Assignment => What is the number of lines in the data below that contain "match"? Answer with that number and no other words.

Records supplied =>
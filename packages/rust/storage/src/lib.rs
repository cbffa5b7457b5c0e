//! Turso Embedded / libSQL storage layer.
//!
//! The [`Storage`] struct wraps a libSQL database holding refinement-loop
//! checkpoints, so an interrupted extractor/reviewer conversation can resume
//! where it stopped instead of starting over.

mod migrations;

use std::path::Path;

use chrono::Utc;
use libsql::{Connection, Database, params};
use specextract_shared::{Result, SpecExtractError};

/// A persisted refinement transcript.
#[derive(Debug, Clone, PartialEq, Eq)]
pub struct CheckpointRow {
    pub session_id: String,
    /// Logical document name (output key).
    pub document_key: String,
    pub model_id: String,
    /// Role holding control when the row was written.
    pub active_role: String,
    pub turns: u32,
    /// Serialized transcript messages.
    pub transcript_json: String,
    pub updated_at: String,
}

/// Primary storage handle wrapping a libSQL database.
pub struct Storage {
    #[allow(dead_code)]
    db: Database,
    conn: Connection,
}

fn storage_err(e: libsql::Error) -> SpecExtractError {
    SpecExtractError::Storage(e.to_string())
}

impl Storage {
    /// Open or create a database at `path`.
    pub async fn open(path: &Path) -> Result<Self> {
        // Ensure parent directory exists
        if let Some(parent) = path.parent() {
            std::fs::create_dir_all(parent).map_err(|e| SpecExtractError::io(parent, e))?;
        }

        let db = libsql::Builder::new_local(path)
            .build()
            .await
            .map_err(storage_err)?;

        let conn = db.connect().map_err(storage_err)?;

        let storage = Self { db, conn };
        storage.run_migrations().await?;
        Ok(storage)
    }

    /// Run pending schema migrations.
    async fn run_migrations(&self) -> Result<()> {
        let current_version = self.get_schema_version().await;

        for migration in migrations::all_migrations() {
            if migration.version > current_version {
                tracing::info!(
                    version = migration.version,
                    description = migration.description,
                    "applying migration"
                );
                self.conn
                    .execute_batch(migration.sql)
                    .await
                    .map_err(|e| {
                        SpecExtractError::Storage(format!(
                            "migration v{} failed: {e}",
                            migration.version
                        ))
                    })?;
            }
        }
        Ok(())
    }

    /// Get the current schema version, or 0 if no migrations have been applied.
    async fn get_schema_version(&self) -> u32 {
        let result = self
            .conn
            .query("SELECT MAX(version) FROM schema_migrations", params![])
            .await;

        match result {
            Ok(mut rows) => {
                if let Ok(Some(row)) = rows.next().await {
                    row.get::<u32>(0).unwrap_or(0)
                } else {
                    0
                }
            }
            Err(_) => 0, // Table doesn't exist yet
        }
    }

    // -----------------------------------------------------------------------
    // Checkpoint operations
    // -----------------------------------------------------------------------

    /// Load the checkpoint for a session, if any.
    pub async fn get_checkpoint(&self, session_id: &str) -> Result<Option<CheckpointRow>> {
        let mut rows = self
            .conn
            .query(
                "SELECT session_id, document_key, model_id, active_role, turns, transcript_json, updated_at
                 FROM swarm_checkpoints WHERE session_id = ?1",
                params![session_id],
            )
            .await
            .map_err(storage_err)?;

        match rows.next().await.map_err(storage_err)? {
            Some(row) => Ok(Some(CheckpointRow {
                session_id: row.get::<String>(0).map_err(storage_err)?,
                document_key: row.get::<String>(1).map_err(storage_err)?,
                model_id: row.get::<String>(2).map_err(storage_err)?,
                active_role: row.get::<String>(3).map_err(storage_err)?,
                turns: row.get::<u32>(4).map_err(storage_err)?,
                transcript_json: row.get::<String>(5).map_err(storage_err)?,
                updated_at: row.get::<String>(6).map_err(storage_err)?,
            })),
            None => Ok(None),
        }
    }

    /// Insert or replace the checkpoint for a session.
    pub async fn put_checkpoint(
        &self,
        session_id: &str,
        document_key: &str,
        model_id: &str,
        active_role: &str,
        turns: u32,
        transcript_json: &str,
    ) -> Result<()> {
        let now = Utc::now().to_rfc3339();
        self.conn
            .execute(
                "INSERT INTO swarm_checkpoints
                   (session_id, document_key, model_id, active_role, turns, transcript_json, created_at, updated_at)
                 VALUES (?1, ?2, ?3, ?4, ?5, ?6, ?7, ?7)
                 ON CONFLICT(session_id) DO UPDATE SET
                   active_role = excluded.active_role,
                   turns = excluded.turns,
                   transcript_json = excluded.transcript_json,
                   updated_at = excluded.updated_at",
                params![
                    session_id,
                    document_key,
                    model_id,
                    active_role,
                    turns,
                    transcript_json,
                    now.as_str()
                ],
            )
            .await
            .map_err(storage_err)?;
        Ok(())
    }

    /// Drop the checkpoint for a session. Missing rows are not an error.
    pub async fn delete_checkpoint(&self, session_id: &str) -> Result<()> {
        self.conn
            .execute(
                "DELETE FROM swarm_checkpoints WHERE session_id = ?1",
                params![session_id],
            )
            .await
            .map_err(storage_err)?;
        Ok(())
    }

    /// List all stored checkpoints, most recently updated first.
    pub async fn list_checkpoints(&self) -> Result<Vec<CheckpointRow>> {
        let mut rows = self
            .conn
            .query(
                "SELECT session_id, document_key, model_id, active_role, turns, transcript_json, updated_at
                 FROM swarm_checkpoints ORDER BY updated_at DESC",
                params![],
            )
            .await
            .map_err(storage_err)?;

        let mut out = Vec::new();
        while let Some(row) = rows.next().await.map_err(storage_err)? {
            out.push(CheckpointRow {
                session_id: row.get::<String>(0).map_err(storage_err)?,
                document_key: row.get::<String>(1).map_err(storage_err)?,
                model_id: row.get::<String>(2).map_err(storage_err)?,
                active_role: row.get::<String>(3).map_err(storage_err)?,
                turns: row.get::<u32>(4).map_err(storage_err)?,
                transcript_json: row.get::<String>(5).map_err(storage_err)?,
                updated_at: row.get::<String>(6).map_err(storage_err)?,
            });
        }
        Ok(out)
    }

    /// Remove every checkpoint; returns how many were deleted.
    pub async fn clear_checkpoints(&self) -> Result<u64> {
        self.conn
            .execute("DELETE FROM swarm_checkpoints", params![])
            .await
            .map_err(storage_err)
    }
}

#[cfg(test)]
mod tests {
    use super::*;
    use uuid::Uuid;

    /// Create a temp file storage for testing.
    async fn test_storage() -> Storage {
        let tmp = std::env::temp_dir().join(format!("se_test_{}.db", Uuid::now_v7()));
        Storage::open(&tmp).await.expect("open test db")
    }

    #[tokio::test]
    async fn open_and_migrate() {
        let storage = test_storage().await;
        assert_eq!(storage.get_schema_version().await, 1);
    }

    #[tokio::test]
    async fn idempotent_migration() {
        let tmp = std::env::temp_dir().join(format!("se_test_{}.db", Uuid::now_v7()));
        let s1 = Storage::open(&tmp).await.expect("first open");
        drop(s1);
        let s2 = Storage::open(&tmp).await.expect("second open");
        assert_eq!(s2.get_schema_version().await, 1);
    }

    #[tokio::test]
    async fn checkpoint_upsert_and_delete() {
        let storage = test_storage().await;

        assert!(storage.get_checkpoint("s1").await.unwrap().is_none());

        storage
            .put_checkpoint("s1", "doc", "gemini", "reviewer", 1, "[]")
            .await
            .expect("put");
        let row = storage.get_checkpoint("s1").await.unwrap().expect("row");
        assert_eq!(row.active_role, "reviewer");
        assert_eq!(row.turns, 1);

        storage
            .put_checkpoint("s1", "doc", "gemini", "extractor", 2, "[{}]")
            .await
            .expect("update");
        let row = storage.get_checkpoint("s1").await.unwrap().expect("row");
        assert_eq!(row.active_role, "extractor");
        assert_eq!(row.turns, 2);
        assert_eq!(row.transcript_json, "[{}]");
        assert_eq!(storage.list_checkpoints().await.unwrap().len(), 1);

        storage.delete_checkpoint("s1").await.expect("delete");
        assert!(storage.get_checkpoint("s1").await.unwrap().is_none());
        storage.delete_checkpoint("s1").await.expect("delete twice");
    }

    #[tokio::test]
    async fn clear_removes_all() {
        let storage = test_storage().await;
        storage.put_checkpoint("a", "d1", "m", "extractor", 0, "[]").await.unwrap();
        storage.put_checkpoint("b", "d2", "m", "extractor", 0, "[]").await.unwrap();
        assert_eq!(storage.clear_checkpoints().await.unwrap(), 2);
        assert!(storage.list_checkpoints().await.unwrap().is_empty());
    }
}
//! Filesystem artifact layout.
//!
//! Every document produces at most two artifacts under the output root, keyed
//! by the model that produced them:
//!
//! ```text
//! <root>/
//! ├── md/<model>/<stem>.md        intermediate (or refined) markdown
//! └── items/<model>/<stem>.json   final item list
//! ```
//!
//! Writes go to a hidden temp file in the target directory and are renamed
//! into place, so a reader never observes a half-written artifact.

use std::path::{Path, PathBuf};

use serde::Serialize;
use sha2::{Digest, Sha256};
use tracing::{debug, instrument};
use uuid::Uuid;

use specextract_shared::{ItemList, Result, SpecExtractError};

/// Which artifact subtree a file belongs to.
#[derive(Debug, Clone, Copy, PartialEq, Eq, Serialize)]
#[serde(rename_all = "snake_case")]
pub enum ArtifactKind {
    Markdown,
    Items,
}

impl ArtifactKind {
    fn subdir(self) -> &'static str {
        match self {
            Self::Markdown => "md",
            Self::Items => "items",
        }
    }

    fn extension(self) -> &'static str {
        match self {
            Self::Markdown => "md",
            Self::Items => "json",
        }
    }
}

impl std::fmt::Display for ArtifactKind {
    fn fmt(&self, f: &mut std::fmt::Formatter<'_>) -> std::fmt::Result {
        f.write_str(self.subdir())
    }
}

/// Metadata about one written artifact.
#[derive(Debug, Clone, PartialEq, Eq, Serialize)]
pub struct ArtifactRecord {
    pub kind: ArtifactKind,
    pub path: PathBuf,
    /// SHA-256 of the written bytes.
    pub sha256: String,
    pub size_bytes: usize,
    /// Number of items, for item-list artifacts.
    pub item_count: Option<usize>,
}

/// Artifact destination for one output root and one model.
#[derive(Debug, Clone)]
pub struct ArtifactStore {
    root: PathBuf,
    model_dir: String,
}

impl ArtifactStore {
    pub fn new(root: impl Into<PathBuf>, model: &str) -> Self {
        Self {
            root: root.into(),
            model_dir: model_dir_name(model),
        }
    }

    pub fn root(&self) -> &Path {
        &self.root
    }

    /// `<root>/md/<model>/<stem>.md`
    pub fn markdown_path(&self, stem: &str) -> PathBuf {
        self.path_for(ArtifactKind::Markdown, stem)
    }

    /// `<root>/items/<model>/<stem>.json`
    pub fn items_path(&self, stem: &str) -> PathBuf {
        self.path_for(ArtifactKind::Items, stem)
    }

    fn path_for(&self, kind: ArtifactKind, stem: &str) -> PathBuf {
        self.root
            .join(kind.subdir())
            .join(&self.model_dir)
            .join(format!("{stem}.{}", kind.extension()))
    }

    /// Write the intermediate markdown for `stem`, replacing any previous copy.
    #[instrument(skip_all, fields(stem = %stem, bytes = text.len()))]
    pub fn write_markdown(&self, stem: &str, text: &str) -> Result<ArtifactRecord> {
        let path = self.markdown_path(stem);
        write_atomic(&path, text.as_bytes())?;
        Ok(record(ArtifactKind::Markdown, path, text.as_bytes(), None))
    }

    /// Write the final item list for `stem` as pretty-printed JSON.
    #[instrument(skip_all, fields(stem = %stem, items = items.len()))]
    pub fn write_items(&self, stem: &str, items: &ItemList) -> Result<ArtifactRecord> {
        let json = serde_json::to_string_pretty(items)
            .map_err(|e| SpecExtractError::schema(format!("JSON serialization failed: {e}")))?;
        let path = self.items_path(stem);
        write_atomic(&path, json.as_bytes())?;
        Ok(record(
            ArtifactKind::Items,
            path,
            json.as_bytes(),
            Some(items.len()),
        ))
    }
}

/// Directory name for a model id. Path separators would otherwise nest
/// directories (`mistralai/mistral-large` is a valid model id).
pub fn model_dir_name(model: &str) -> String {
    model
        .chars()
        .map(|c| match c {
            '/' | '\\' | ':' => '_',
            other => other,
        })
        .collect()
}

/// Write `bytes` to a temp sibling of `path`, then rename it into place.
pub fn write_atomic(path: &Path, bytes: &[u8]) -> Result<()> {
    let parent = path
        .parent()
        .ok_or_else(|| SpecExtractError::Workflow(format!("no parent for {}", path.display())))?;
    std::fs::create_dir_all(parent).map_err(|e| SpecExtractError::io(parent, e))?;

    let file_name = path
        .file_name()
        .map(|n| n.to_string_lossy().into_owned())
        .unwrap_or_default();
    // Unique per write so concurrent writers never share a temp file
    let temp = parent.join(format!(".{file_name}.{}.tmp", Uuid::now_v7()));

    std::fs::write(&temp, bytes).map_err(|e| {
        let _ = std::fs::remove_file(&temp);
        SpecExtractError::io(&temp, e)
    })?;

    std::fs::rename(&temp, path).map_err(|e| {
        let _ = std::fs::remove_file(&temp);
        SpecExtractError::io(path, e)
    })?;

    debug!(path = %path.display(), size = bytes.len(), "wrote artifact");
    Ok(())
}

fn record(kind: ArtifactKind, path: PathBuf, bytes: &[u8], item_count: Option<usize>) -> ArtifactRecord {
    let mut hasher = Sha256::new();
    hasher.update(bytes);
    ArtifactRecord {
        kind,
        path,
        sha256: format!("{:x}", hasher.finalize()),
        size_bytes: bytes.len(),
        item_count,
    }
}

#[cfg(test)]
mod tests {
    use super::*;
    use specextract_shared::Item;

    fn temp_dir() -> PathBuf {
        std::env::temp_dir().join(format!("se_artifacts_{}", Uuid::now_v7()))
    }

    fn list_files(dir: &Path) -> Vec<String> {
        let mut names: Vec<String> = std::fs::read_dir(dir)
            .unwrap()
            .map(|e| e.unwrap().file_name().to_string_lossy().into_owned())
            .collect();
        names.sort();
        names
    }

    #[test]
    fn paths_are_keyed_by_model() {
        let store = ArtifactStore::new("/out", "gemini-2.5-flash");
        assert_eq!(
            store.markdown_path("spec1"),
            PathBuf::from("/out/md/gemini-2.5-flash/spec1.md")
        );
        assert_eq!(
            store.items_path("spec1"),
            PathBuf::from("/out/items/gemini-2.5-flash/spec1.json")
        );
    }

    #[test]
    fn model_names_with_separators_stay_flat() {
        assert_eq!(model_dir_name("mistralai/mistral-large"), "mistralai_mistral-large");
        assert_eq!(model_dir_name("models:gemini"), "models_gemini");
    }

    #[test]
    fn write_markdown_creates_directories() {
        let tmp = temp_dir();
        let store = ArtifactStore::new(&tmp, "m1");

        let rec = store.write_markdown("doc", "# Title\n").unwrap();
        assert_eq!(rec.kind, ArtifactKind::Markdown);
        assert_eq!(rec.size_bytes, 8);
        assert_eq!(rec.item_count, None);
        assert_eq!(std::fs::read_to_string(&rec.path).unwrap(), "# Title\n");

        let _ = std::fs::remove_dir_all(&tmp);
    }

    #[test]
    fn write_items_is_pretty_json_with_all_labels() {
        let tmp = temp_dir();
        let store = ArtifactStore::new(&tmp, "m1");
        let items = ItemList(vec![Item::named("Насос")]);

        let rec = store.write_items("doc", &items).unwrap();
        assert_eq!(rec.item_count, Some(1));

        let text = std::fs::read_to_string(&rec.path).unwrap();
        assert!(text.contains("\n  {\n"));
        let value: serde_json::Value = serde_json::from_str(&text).unwrap();
        let obj = value[0].as_object().unwrap();
        assert_eq!(obj.len(), 15);
        assert_eq!(obj["Наименование"], "Насос");
        assert!(obj["Марка"].is_null());

        let _ = std::fs::remove_dir_all(&tmp);
    }

    #[test]
    fn rewrite_overwrites_without_leftovers() {
        let tmp = temp_dir();
        let store = ArtifactStore::new(&tmp, "m1");

        store.write_markdown("doc", "first").unwrap();
        let rec = store.write_markdown("doc", "second").unwrap();

        assert_eq!(std::fs::read_to_string(&rec.path).unwrap(), "second");
        assert_eq!(list_files(&tmp.join("md").join("m1")), vec!["doc.md"]);

        let _ = std::fs::remove_dir_all(&tmp);
    }

    #[test]
    fn identical_content_yields_identical_digest() {
        let tmp = temp_dir();
        let store = ArtifactStore::new(&tmp, "m1");
        let a = store.write_markdown("a", "same").unwrap();
        let b = store.write_markdown("b", "same").unwrap();
        assert_eq!(a.sha256, b.sha256);
        let _ = std::fs::remove_dir_all(&tmp);
    }
}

Answer to the exercise => 5